Data in this exercise START

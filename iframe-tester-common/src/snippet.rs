use crate::IframeConfig;

/// Copy-pasteable `<iframe>` markup for the current configuration.
///
/// Only attributes with a non-empty value are emitted. Values are written
/// verbatim.
pub fn render_snippet(config: &IframeConfig) -> String {
    let mut out = format!(
        "<iframe\n  width=\"{}\"\n  height=\"{}\"\n  src=\"{}\"",
        config.width, config.height, config.url
    );
    for (name, value) in config.attributes.applied() {
        out.push_str(&format!("\n  {name}=\"{value}\""));
    }
    out.push_str("\n></iframe>");
    out
}

#[cfg(test)]
mod tests {
    use super::*;

    #[test]
    fn test_snippet_without_attributes() {
        let config = IframeConfig::default();
        assert_eq!(
            render_snippet(&config),
            "<iframe\n  width=\"640px\"\n  height=\"480px\"\n  src=\"https://www.youtube.com/embed/MBRqu0YOH14\"\n></iframe>"
        );
    }

    #[test]
    fn test_snippet_lists_applied_attributes() {
        let mut config = IframeConfig {
            url: "https://example.com".to_string(),
            ..IframeConfig::default()
        };
        config.attributes.set("sandbox", "allow-scripts");
        config.attributes.set("loading", "lazy");
        config.attributes.set("name", "");
        assert_eq!(
            render_snippet(&config),
            "<iframe\n  width=\"640px\"\n  height=\"480px\"\n  src=\"https://example.com\"\n  loading=\"lazy\"\n  sandbox=\"allow-scripts\"\n></iframe>"
        );
    }

    #[test]
    fn test_cleared_attribute_leaves_snippet() {
        let mut config = IframeConfig::default();
        config.attributes.set("sandbox", "allow-scripts");
        assert!(render_snippet(&config).contains("sandbox=\"allow-scripts\""));

        config.attributes.set("sandbox", "");
        assert!(!render_snippet(&config).contains("sandbox"));
        assert_eq!(config.attributes.get("sandbox"), "");
    }

    #[test]
    fn test_snippet_tracks_size_changes() {
        let mut config = IframeConfig::default();
        config.width = "690px".to_string();
        assert!(render_snippet(&config).contains("width=\"690px\""));
    }
}
mod attributes;
mod config;
mod error;
mod messages;
mod reload;
mod resize;
mod snippet;

pub use attributes::{AttributeSpec, IframeAttributes, ATTRIBUTE_CATALOG};
pub use config::{IframeConfig, PageQuery, DEFAULT_HEIGHT, DEFAULT_URL, DEFAULT_WIDTH};
pub use error::QueryError;
pub use messages::{
    capture_timestamp, expected_origin, is_marker, payload_type, Admission, MessageFilter,
    MessageLog, ReceivedMessage, MARKER_TYPES,
};
pub use reload::{AutoReload, Transition, RELOAD_INTERVAL_MS};
pub use resize::{parse_css_pixels, DragOrigin, FrameResize, ResizeEdge, MIN_FRAME_SIZE};
pub use snippet::render_snippet;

Data in this exercise END

Could you write out all the records exactly, please?

filename iframe-tester-common/src/snippet.rs
use crate::IframeConfig;

/// Copy-pasteable `<iframe>` markup for the current configuration.
///
/// Only attributes with a non-empty value are emitted. Values are written
/// verbatim.
pub fn render_snippet(config: &IframeConfig) -> String {
    let mut out = format!(
        "<iframe\n  width=\"{}\"\n  height=\"{}\"\n  src=\"{}\"",
        config.width, config.height, config.url
    );
    for (name, value) in config.attributes.applied() {
        out.push_str(&format!("\n  {name}=\"{value}\""));
    }
    out.push_str("\n></iframe>");
    out
}

#[cfg(test)]
mod tests {
    use super::*;

    #[test]
    fn test_snippet_without_attributes() {
        let config = IframeConfig::default();
        assert_eq!(
            render_snippet(&config),
            "<iframe\n  width=\"640px\"\n  height=\"480px\"\n  src=\"https://www.youtube.com/embed/MBRqu0YOH14\"\n></iframe>"
        );
    }

    #[test]
    fn test_snippet_lists_applied_attributes() {
        let mut config = IframeConfig {
            url: "https://example.com".to_string(),
            ..IframeConfig::default()
        };
        config.attributes.set("sandbox", "allow-scripts");
        config.attributes.set("loading", "lazy");
        config.attributes.set("name", "");
        assert_eq!(
            render_snippet(&config),
            "<iframe\n  width=\"640px\"\n  height=\"480px\"\n  src=\"https://example.com\"\n  loading=\"lazy\"\n  sandbox=\"allow-scripts\"\n></iframe>"
        );
    }

    #[test]
    fn test_cleared_attribute_leaves_snippet() {
        let mut config = IframeConfig::default();
        config.attributes.set("sandbox", "allow-scripts");
        assert!(render_snippet(&config).contains("sandbox=\"allow-scripts\""));

        config.attributes.set("sandbox", "");
        assert!(!render_snippet(&config).contains("sandbox"));
        assert_eq!(config.attributes.get("sandbox"), "");
    }

    #[test]
    fn test_snippet_tracks_size_changes() {
        let mut config = IframeConfig::default();
        config.width = "690px".to_string();
        assert!(render_snippet(&config).contains("width=\"690px\""));
    }
}
mod attributes;
mod config;
mod error;
mod messages;
mod reload;
mod resize;
mod snippet;

pub use attributes::{AttributeSpec, IframeAttributes, ATTRIBUTE_CATALOG};
pub use config::{IframeConfig, PageQuery, DEFAULT_HEIGHT, DEFAULT_URL, DEFAULT_WIDTH};
pub use error::QueryError;
pub use messages::{
    capture_timestamp, expected_origin, is_marker, payload_type, Admission, MessageFilter,
    MessageLog, ReceivedMessage, MARKER_TYPES,
};
pub use reload::{AutoReload, Transition, RELOAD_INTERVAL_MS};
pub use resize::{parse_css_pixels, DragOrigin, FrameResize, ResizeEdge, MIN_FRAME_SIZE};
pub use snippet::render_snippet;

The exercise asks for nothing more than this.